Last season Arsenal were eighth with Leicester six points better off in fifth; the current gap after 25 games is 15 points.
Spurs are 13 behind with a game in hand but the evidence aside from on-field struggles under Jose Mourinho is that they are a club on the rise, helped by their new stadium and a long-term deal with the NFL.
The writing has been on the wall at the Emirates Stadium for some time; that second-place in 15/16 their last time qualifying for the Champions League. Focusing solely on the football there can be little arguing against them being the weakest link and Sunday’s hosts being a far more cohesive unit.

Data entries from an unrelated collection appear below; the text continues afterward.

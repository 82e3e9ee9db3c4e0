//! Google generateContent API adapter.

use reqwest::Client;
use serde::{Deserialize, Serialize};
use tracing::debug;

use mnemo_core::{Error, ProviderConfig, Result};

use crate::error::{error_from_response, Operation};

#[derive(Debug, Serialize)]
struct GenerateRequest<'a> {
    contents: Vec<Content<'a>>,
}

#[derive(Debug, Serialize)]
struct Content<'a> {
    role: &'a str,
    parts: Vec<PartIn<'a>>,
}

#[derive(Debug, Serialize)]
struct PartIn<'a> {
    text: &'a str,
}

#[derive(Debug, Deserialize)]
struct GenerateResponse {
    #[serde(default)]
    candidates: Vec<Candidate>,
}

#[derive(Debug, Deserialize)]
struct Candidate {
    #[serde(default)]
    content: Option<CandidateContent>,
}

#[derive(Debug, Deserialize)]
struct CandidateContent {
    #[serde(default)]
    parts: Vec<PartOut>,
}

#[derive(Debug, Deserialize)]
struct PartOut {
    #[serde(default)]
    text: Option<String>,
}

/// Pull `(status, message)` out of a Google error body.
fn extract_error(body: &serde_json::Value) -> Option<(String, String)> {
    let error = body.get("error")?;
    let message = error.get("message")?.as_str()?.to_string();
    let status = error
        .get("status")
        .and_then(|s| s.as_str())
        .unwrap_or("UNKNOWN")
        .to_string();
    Some((status, message))
}

/// Send `prompt` as a single user turn and return the first candidate's text.
pub async fn generate_content(
    client: &Client,
    config: &ProviderConfig,
    prompt: &str,
) -> Result<String> {
    let url = format!(
        "{}/models/{}:generateContent",
        config.base_url.trim_end_matches('/'),
        config.model
    );
    debug!(
        subsystem = "inference",
        component = "gemini",
        op = "complete",
        model = %config.model,
        prompt_len = prompt.len(),
        "generateContent request"
    );

    let request = GenerateRequest {
        contents: vec![Content {
            role: "user",
            parts: vec![PartIn { text: prompt }],
        }],
    };

    let mut req = client
        .post(&url)
        .header("Content-Type", "application/json")
        .json(&request);
    if let Some(ref api_key) = config.api_key {
        req = req.header("x-goog-api-key", api_key);
    }

    let response = req
        .send()
        .await
        .map_err(|e| Error::Provider(format!("Request failed: {}", e)))?;

    if !response.status().is_success() {
        return Err(
            error_from_response("Google", response, Operation::Completion, extract_error).await,
        );
    }

    let result: GenerateResponse = response
        .json()
        .await
        .map_err(|e| Error::Provider(format!("Failed to parse response: {}", e)))?;

    let text: String = result
        .candidates
        .into_iter()
        .next()
        .and_then(|c| c.content)
        .map(|c| c.parts.into_iter().filter_map(|p| p.text).collect())
        .unwrap_or_default();
    if text.is_empty() {
        return Err(Error::Provider("Google returned no candidates".to_string()));
    }
    Ok(text)
}

#[cfg(test)]
mod tests {
    use super::*;

    #[test]
    fn test_request_shape() {
        let request = GenerateRequest {
            contents: vec![Content {
                role: "user",
                parts: vec![PartIn { text: "hello" }],
            }],
        };
        let json = serde_json::to_value(&request).unwrap();
        assert_eq!(json["contents"][0]["parts"][0]["text"], "hello");
    }

    #[test]
    fn test_extract_error() {
        let body = serde_json::json!({
            "error": {"code": 403, "message": "API key not valid", "status": "PERMISSION_DENIED"}
        });
        let (status, message) = extract_error(&body).unwrap();
        assert_eq!(status, "PERMISSION_DENIED");
        assert_eq!(message, "API key not valid");
    }
}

Yet Leicester still lag far behind when it comes to off-field presence. According to Deloitte’s Money League the ‘big six’ remain some way ahead of the rest, with Everton next best followed by the Foxes.
The opening of a new training ground to rival any across the country will help close the gap but the auditors’ latest annual report says that their revenue last year totalled £170million, less than half of Arsenal’s £388million.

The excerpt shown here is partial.